Blogspace: About: getting stuff into Blogspace

While initially, Blogspace will only accept HTML entered through a web browser, it is easily extensible to allow many formats of data through many different means. Once the information is in Blogspace, it can then be converted and reformatted as needed. This document will be amended as Blogspace accepts more formats of data.

Conventions

In this document, URLs are meant to be relative to the Blogspace root. That is, if your Blogspace is located at http://blogspace.com/about/ then a URL like /foobar would become http://blogspace.com/about/foobar.

What's an Entry?

An entry is the basic unit of content in Blogspace and contains one or more revisions. An entry is identified by an address. An entry currently only has one attribute:

Address
A URL fragment that identifies where this entry will be located in your Blogspace. One example is editingInBlogspace. Slashes, spaces, question marks, and other characters reserved for special use or not allowed in URLs are not allowed. If the address is not null, it must be unique.

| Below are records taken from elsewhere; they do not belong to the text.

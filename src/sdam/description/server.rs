use std::time::Duration;

use derive_more::Display;

use crate::{
    bson::oid::ObjectId,
    error::Error,
    hello::HelloReply,
    options::ServerAddress,
    selection_criteria::TagSet,
};

/// The oldest wire version the driver can speak to.
pub(crate) const MIN_SUPPORTED_WIRE_VERSION: i32 = 2;

/// The newest wire version the driver can speak to.
pub(crate) const MAX_SUPPORTED_WIRE_VERSION: i32 = 21;

/// The possible types for a server.
#[derive(Clone, Copy, Debug, Display, Eq, PartialEq)]
#[non_exhaustive]
pub enum ServerType {
    /// A single server not in a replica set or sharded cluster.
    Standalone,

    /// A router in a sharded cluster.
    Mongos,

    /// The primary of a replica set.
    RsPrimary,

    /// A secondary in a replica set.
    RsSecondary,

    /// An arbiter in a replica set.
    RsArbiter,

    /// A hidden, starting, or otherwise non-selectable replica set member.
    RsOther,

    /// A server started with --replSet that has not yet joined a set.
    RsGhost,

    /// A server whose type is not yet known or whose last check failed.
    Unknown,
}

impl ServerType {
    /// Whether this server holds data and can serve reads or writes.
    pub(crate) fn is_data_bearing(self) -> bool {
        matches!(
            self,
            ServerType::Standalone
                | ServerType::Mongos
                | ServerType::RsPrimary
                | ServerType::RsSecondary
        )
    }

    pub(crate) fn is_available(self) -> bool {
        self != ServerType::Unknown
    }
}

impl Default for ServerType {
    fn default() -> Self {
        ServerType::Unknown
    }
}

/// A description of the most up-to-date information known about a server, derived from its
/// last heartbeat. Immutable once constructed.
#[derive(Clone, Debug)]
pub struct ServerDescription {
    /// The address the client reaches this server at. Always lowercase.
    pub address: ServerAddress,

    /// The type of the server.
    pub server_type: ServerType,

    /// The exponentially-weighted moving average round trip time of the server's
    /// heartbeats. `None` until the first successful heartbeat.
    pub average_round_trip_time: Option<Duration>,

    /// The error that caused the server to become unknown, if any.
    pub(crate) error: Option<Error>,

    pub(crate) set_name: Option<String>,
    pub(crate) set_version: Option<i32>,
    pub(crate) election_id: Option<ObjectId>,

    /// The address this server believes it is known by.
    pub(crate) me: Option<String>,

    /// All set members this server reports, lowercased.
    pub(crate) hosts: Vec<String>,

    pub(crate) tags: Option<TagSet>,

    pub(crate) min_wire_version: Option<i32>,
    pub(crate) max_wire_version: Option<i32>,

    pub(crate) logical_session_timeout: Option<Duration>,
}

impl PartialEq for ServerDescription {
    fn eq(&self, other: &Self) -> bool {
        // Round trip time and the exact error value are excluded: two consecutive failed
        // heartbeats describe the same (unknown) server.
        self.address == other.address
            && self.server_type == other.server_type
            && self.error.is_some() == other.error.is_some()
            && self.set_name == other.set_name
            && self.set_version == other.set_version
            && self.election_id == other.election_id
            && self.me == other.me
            && self.hosts == other.hosts
            && self.tags == other.tags
            && self.min_wire_version == other.min_wire_version
            && self.max_wire_version == other.max_wire_version
    }
}

impl ServerDescription {
    /// A placeholder description for a server that has not been checked yet.
    pub(crate) fn new(address: ServerAddress) -> Self {
        Self {
            address: normalize_address(address),
            server_type: ServerType::Unknown,
            average_round_trip_time: None,
            error: None,
            set_name: None,
            set_version: None,
            election_id: None,
            me: None,
            hosts: Vec::new(),
            tags: None,
            min_wire_version: None,
            max_wire_version: None,
            logical_session_timeout: None,
        }
    }

    pub(crate) fn new_from_hello_reply(
        address: ServerAddress,
        reply: &HelloReply,
        average_round_trip_time: Duration,
    ) -> Self {
        let response = &reply.command_response;
        let mut description = Self::new(address);
        description.server_type = response.server_type();
        description.average_round_trip_time = Some(average_round_trip_time);
        description.set_name = response.set_name.clone();
        description.set_version = response.set_version;
        description.election_id = response.election_id;
        description.me = response.me.as_deref().map(str::to_lowercase);
        description.hosts = response.known_hosts().map(|host| host.to_lowercase()).collect();
        description.tags = response.tags.clone();
        description.min_wire_version = response.min_wire_version;
        description.max_wire_version = response.max_wire_version;
        description.logical_session_timeout = response.logical_session_timeout();
        description
    }

    /// The description of a server whose last check failed.
    pub(crate) fn new_from_error(address: ServerAddress, error: Error) -> Self {
        let mut description = Self::new(address);
        description.error = Some(error);
        description
    }

    /// Whether the client used an address for this server other than the one it believes
    /// it is known by. Such a member is removed from replica set topologies.
    pub(crate) fn invalid_me(&self) -> bool {
        match &self.me {
            Some(me) => me != &self.address.to_string(),
            None => false,
        }
    }

    /// An error message when this server's wire version range does not overlap the
    /// driver's, `None` when compatible.
    pub(crate) fn compatibility_error_message(&self) -> Option<String> {
        if self.server_type == ServerType::Unknown {
            return None;
        }
        let max = self.max_wire_version?;
        if max < MIN_SUPPORTED_WIRE_VERSION {
            return Some(format!(
                "server at {} reports maximum wire version {}, but this driver requires at \
                 least {}",
                self.address, max, MIN_SUPPORTED_WIRE_VERSION,
            ));
        }
        let min = self.min_wire_version?;
        if min > MAX_SUPPORTED_WIRE_VERSION {
            return Some(format!(
                "server at {} requires minimum wire version {}, but this driver supports at \
                 most {}",
                self.address, min, MAX_SUPPORTED_WIRE_VERSION,
            ));
        }
        None
    }

    /// Whether this server's tags contain every tag in the given set.
    pub(crate) fn matches_tag_set(&self, tag_set: &TagSet) -> bool {
        let tags = match &self.tags {
            Some(tags) => tags,
            None => return tag_set.is_empty(),
        };
        tag_set
            .iter()
            .all(|(key, value)| tags.get(key) == Some(value))
    }

    pub(crate) fn member_addresses(&self) -> crate::error::Result<Vec<ServerAddress>> {
        self.hosts
            .iter()
            .map(|host| ServerAddress::parse(host))
            .collect()
    }
}

fn normalize_address(address: ServerAddress) -> ServerAddress {
    match address {
        ServerAddress::Tcp { host, port } => ServerAddress::Tcp {
            host: host.to_lowercase(),
            port,
        },
    }
}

If the address is not null, then visiting /foo should display the latest version of the entry whose address is foo.

Entries are also connected to revisions through a many-to-many mapping. This connection has one attribute:

Version
An integer describing the version of the revision in relationship to the Blogspace. Generally this increases by one as more revisions are added. The largest number is considered the latest version.

Visiting /foo/3 should display version 3 of foo.

What's a Revision?

A revision is a actual piece of content in the Blogspace. A revision must belong to exactly one entry and that entry must remain the same at all times. All revisions must contain the following attributes:

Title
A short plain text string succinctly describing what an entry is about. Examples are Editing in Blogspace.
Authors
The Blogspace users who wrote or contributed to the entry.
Last Modified
The time at which the revision was last modified.

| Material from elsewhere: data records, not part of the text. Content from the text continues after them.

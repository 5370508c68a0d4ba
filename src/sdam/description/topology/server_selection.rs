//! Filtering the topology down to the servers suitable for an operation.

use std::time::Duration;

use rand::seq::SliceRandom;

use super::{TopologyDescription, TopologyType, DEFAULT_LOCAL_THRESHOLD};
use crate::{
    error::{ErrorKind, Result},
    sdam::description::server::{ServerDescription, ServerType},
    selection_criteria::{ReadPreference, SelectionCriteria, TagSet},
};

impl TopologyDescription {
    /// Picks a random server out of those suitable for the given criteria. `Ok(None)`
    /// means no server is currently suitable; the caller retries until its deadline.
    pub(crate) fn select_server(
        &self,
        criteria: &SelectionCriteria,
    ) -> Result<Option<&ServerDescription>> {
        let suitable = self.suitable_servers_in_latency_window(criteria)?;
        Ok(suitable.choose(&mut rand::thread_rng()).copied())
    }

    /// All servers suitable for the criteria that also fall within the latency window:
    /// those whose average round trip time is within `local_threshold` of the fastest
    /// suitable server.
    pub(crate) fn suitable_servers_in_latency_window(
        &self,
        criteria: &SelectionCriteria,
    ) -> Result<Vec<&ServerDescription>> {
        if let Some(message) = self.compatibility_error() {
            return Err(ErrorKind::ServerSelection {
                message: message.to_string(),
            }
            .into());
        }

        let mut suitable = self.suitable_servers(criteria);

        let shortest = suitable
            .iter()
            .filter_map(|server| server.average_round_trip_time)
            .min();
        if let Some(shortest) = shortest {
            let threshold = self.local_threshold.unwrap_or(DEFAULT_LOCAL_THRESHOLD);
            suitable.retain(|server| match server.average_round_trip_time {
                Some(rtt) => rtt <= shortest + threshold,
                None => false,
            });
        }

        Ok(suitable)
    }

    fn suitable_servers(&self, criteria: &SelectionCriteria) -> Vec<&ServerDescription> {
        match self.topology_type {
            TopologyType::Unknown => Vec::new(),
            // A direct connection serves every operation from its one server.
            TopologyType::Single => self
                .servers
                .values()
                .filter(|server| server.server_type.is_available())
                .collect(),
            TopologyType::Sharded => self.servers_with_type(&[ServerType::Mongos]),
            TopologyType::ReplicaSetNoPrimary | TopologyType::ReplicaSetWithPrimary => {
                match criteria {
                    SelectionCriteria::ReadPreference(read_preference) => {
                        self.suitable_servers_for_read_preference(read_preference)
                    }
                    SelectionCriteria::Predicate(predicate) => self
                        .servers
                        .values()
                        .filter(|server| server.server_type.is_data_bearing())
                        .filter(|server| predicate(server))
                        .collect(),
                }
            }
        }
    }

    fn suitable_servers_for_read_preference(
        &self,
        read_preference: &ReadPreference,
    ) -> Vec<&ServerDescription> {
        match read_preference {
            ReadPreference::Primary => self.servers_with_type(&[ServerType::RsPrimary]),
            ReadPreference::Secondary { options } => {
                self.filter_by_tag_sets(
                    self.servers_with_type(&[ServerType::RsSecondary]),
                    options.tag_sets.as_deref(),
                )
            }
            ReadPreference::PrimaryPreferred { options } => {
                let primaries = self.servers_with_type(&[ServerType::RsPrimary]);
                if !primaries.is_empty() {
                    primaries
                } else {
                    self.filter_by_tag_sets(
                        self.servers_with_type(&[ServerType::RsSecondary]),
                        options.tag_sets.as_deref(),
                    )
                }
            }
            ReadPreference::SecondaryPreferred { options } => {
                let secondaries = self.filter_by_tag_sets(
                    self.servers_with_type(&[ServerType::RsSecondary]),
                    options.tag_sets.as_deref(),
                );
                if !secondaries.is_empty() {
                    secondaries
                } else {
                    self.servers_with_type(&[ServerType::RsPrimary])
                }
            }
            ReadPreference::Nearest { options } => self.filter_by_tag_sets(
                self.servers_with_type(&[ServerType::RsPrimary, ServerType::RsSecondary]),
                options.tag_sets.as_deref(),
            ),
        }
    }

    fn servers_with_type(&self, types: &[ServerType]) -> Vec<&ServerDescription> {
        self.servers
            .values()
            .filter(|server| types.contains(&server.server_type))
            .collect()
    }

    /// Applies an ordered list of tag sets: the first set matched by at least one server
    /// is the one used. An empty list, or an empty set within the list, matches everything.
    fn filter_by_tag_sets<'a>(
        &self,
        servers: Vec<&'a ServerDescription>,
        tag_sets: Option<&[TagSet]>,
    ) -> Vec<&'a ServerDescription> {
        let tag_sets = match tag_sets {
            Some(tag_sets) if !tag_sets.is_empty() => tag_sets,
            _ => return servers,
        };

        for tag_set in tag_sets {
            let matching: Vec<&ServerDescription> = servers
                .iter()
                .filter(|server| server.matches_tag_set(tag_set))
                .copied()
                .collect();
            if !matching.is_empty() {
                return matching;
            }
        }

        Vec::new()
    }
}

#[cfg(test)]
mod test {
    use std::{collections::HashMap, sync::Arc};

    use pretty_assertions::assert_eq;

    use super::*;
    use crate::{
        options::{ClientOptions, ServerAddress},
        selection_criteria::ReadPreferenceOptions,
    };

    fn address(s: &str) -> ServerAddress {
        ServerAddress::parse(s).unwrap()
    }

    fn server(
        addr: &str,
        server_type: ServerType,
        rtt_ms: u64,
        tags: Option<TagSet>,
    ) -> ServerDescription {
        let mut description = ServerDescription::new(address(addr));
        description.server_type = server_type;
        description.average_round_trip_time = Some(Duration::from_millis(rtt_ms));
        description.tags = tags;
        description
    }

    fn replica_set(servers: Vec<ServerDescription>) -> TopologyDescription {
        let addresses: Vec<ServerAddress> =
            servers.iter().map(|server| server.address.clone()).collect();
        let mut topology =
            TopologyDescription::new(&ClientOptions::with_hosts(addresses)).unwrap();
        let has_primary = servers
            .iter()
            .any(|server| server.server_type == ServerType::RsPrimary);
        topology.topology_type = if has_primary {
            TopologyType::ReplicaSetWithPrimary
        } else {
            TopologyType::ReplicaSetNoPrimary
        };
        topology.servers = servers
            .into_iter()
            .map(|server| (server.address.clone(), server))
            .collect();
        topology
    }

    fn tags(pairs: &[(&str, &str)]) -> TagSet {
        pairs
            .iter()
            .map(|(k, v)| (k.to_string(), v.to_string()))
            .collect::<HashMap<_, _>>()
    }

    fn with_tag_sets(tag_sets: Vec<TagSet>) -> ReadPreferenceOptions {
        ReadPreferenceOptions::builder().tag_sets(Some(tag_sets)).build()
    }

    fn addresses(servers: &[&ServerDescription]) -> Vec<String> {
        let mut addresses: Vec<String> = servers
            .iter()
            .map(|server| server.address.to_string())
            .collect();
        addresses.sort();
        addresses
    }

    #[test]
    fn primary_read_preference() {
        let topology = replica_set(vec![
            server("a:27017", ServerType::RsPrimary, 10, None),
            server("b:27017", ServerType::RsSecondary, 10, None),
        ]);
        let criteria = SelectionCriteria::ReadPreference(ReadPreference::Primary);
        let suitable = topology.suitable_servers_in_latency_window(&criteria).unwrap();
        assert_eq!(addresses(&suitable), vec!["a:27017"]);
    }

    #[test]
    fn primary_preferred_falls_back_to_secondaries() {
        let topology = replica_set(vec![
            server("b:27017", ServerType::RsSecondary, 10, None),
            server("c:27017", ServerType::RsSecondary, 10, None),
        ]);
        let criteria = SelectionCriteria::ReadPreference(ReadPreference::PrimaryPreferred {
            options: ReadPreferenceOptions::default(),
        });
        let suitable = topology.suitable_servers_in_latency_window(&criteria).unwrap();
        assert_eq!(addresses(&suitable), vec!["b:27017", "c:27017"]);
    }

    #[test]
    fn secondary_preferred_falls_back_to_primary() {
        let topology = replica_set(vec![server("a:27017", ServerType::RsPrimary, 10, None)]);
        let criteria = SelectionCriteria::ReadPreference(ReadPreference::SecondaryPreferred {
            options: ReadPreferenceOptions::default(),
        });
        let suitable = topology.suitable_servers_in_latency_window(&criteria).unwrap();
        assert_eq!(addresses(&suitable), vec!["a:27017"]);
    }

    #[test]
    fn tag_sets_are_tried_in_order() {
        let topology = replica_set(vec![
            server("a:27017", ServerType::RsPrimary, 10, None),
            server(
                "b:27017",
                ServerType::RsSecondary,
                10,
                Some(tags(&[("dc", "west")])),
            ),
            server(
                "c:27017",
                ServerType::RsSecondary,
                10,
                Some(tags(&[("dc", "east")])),
            ),
        ]);

        // No server matches the first set, so the second is used.
        let criteria = SelectionCriteria::ReadPreference(ReadPreference::Secondary {
            options: with_tag_sets(vec![tags(&[("dc", "north")]), tags(&[("dc", "east")])]),
        });
        let suitable = topology.suitable_servers_in_latency_window(&criteria).unwrap();
        assert_eq!(addresses(&suitable), vec!["c:27017"]);

        // An empty tag set matches every secondary.
        let criteria = SelectionCriteria::ReadPreference(ReadPreference::Secondary {
            options: with_tag_sets(vec![tags(&[("dc", "north")]), tags(&[])]),
        });
        let suitable = topology.suitable_servers_in_latency_window(&criteria).unwrap();
        assert_eq!(addresses(&suitable), vec!["b:27017", "c:27017"]);

        // No set matches at all.
        let criteria = SelectionCriteria::ReadPreference(ReadPreference::Secondary {
            options: with_tag_sets(vec![tags(&[("dc", "north")])]),
        });
        let suitable = topology.suitable_servers_in_latency_window(&criteria).unwrap();
        assert!(suitable.is_empty());
    }

    #[test]
    fn latency_window_excludes_slow_servers() {
        let topology = replica_set(vec![
            server("a:27017", ServerType::RsSecondary, 10, None),
            server("b:27017", ServerType::RsSecondary, 20, None),
            server("c:27017", ServerType::RsSecondary, 100, None),
        ]);
        let criteria = SelectionCriteria::ReadPreference(ReadPreference::Secondary {
            options: ReadPreferenceOptions::default(),
        });
        let suitable = topology.suitable_servers_in_latency_window(&criteria).unwrap();
        // Window is fastest (10ms) plus the 15ms default threshold.
        assert_eq!(addresses(&suitable), vec!["a:27017", "b:27017"]);
    }

    #[test]
    fn predicate_criteria() {
        let topology = replica_set(vec![
            server("a:27017", ServerType::RsPrimary, 10, None),
            server("b:27017", ServerType::RsSecondary, 10, None),
            server("c:27017", ServerType::RsArbiter, 10, None),
        ]);
        let criteria = SelectionCriteria::Predicate(Arc::new(|server: &ServerDescription| {
            server.address.to_string() != "a:27017"
        }));
        let suitable = topology.suitable_servers_in_latency_window(&criteria).unwrap();
        // Arbiters are not data bearing and never selected.
        assert_eq!(addresses(&suitable), vec!["b:27017"]);
    }

    #[test]
    fn unknown_topology_has_no_suitable_servers() {
        let mut topology = replica_set(vec![server(
            "a:27017",
            ServerType::RsPrimary,
            10,
            None,
        )]);
        topology.topology_type = TopologyType::Unknown;
        let criteria = SelectionCriteria::ReadPreference(ReadPreference::Primary);
        assert!(topology
            .suitable_servers_in_latency_window(&criteria)
            .unwrap()
            .is_empty());
    }

    #[test]
    fn selection_is_random_within_the_window() {
        let topology = replica_set(vec![
            server("a:27017", ServerType::RsSecondary, 10, None),
            server("b:27017", ServerType::RsSecondary, 10, None),
        ]);
        let criteria = SelectionCriteria::ReadPreference(ReadPreference::Secondary {
            options: ReadPreferenceOptions::default(),
        });

        let mut seen = std::collections::HashSet::new();
        for _ in 0..200 {
            if let Some(server) = topology.select_server(&criteria).unwrap() {
                seen.insert(server.address.to_string());
            }
        }
        assert_eq!(seen.len(), 2);
    }
}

In addition, each revision will be of a certain type. Types are fully extensible and each type brings its own fields and formats. Eventually, Blogspace users will be able to build their own types to contain whatever data they need their Blogspace to store. To start we only have one type:

Generic Content

Content
The actual content of the revision.
Format
The format of the content, specified as a mime type. For example, text/plain for text and text/html for HTML.

Acknowledgements

Many thanks to Karl Goldstein and the others on the content management team at ArsDigita for their work on the ACS Content Repository, on which Blogspace's entry design is heavily based.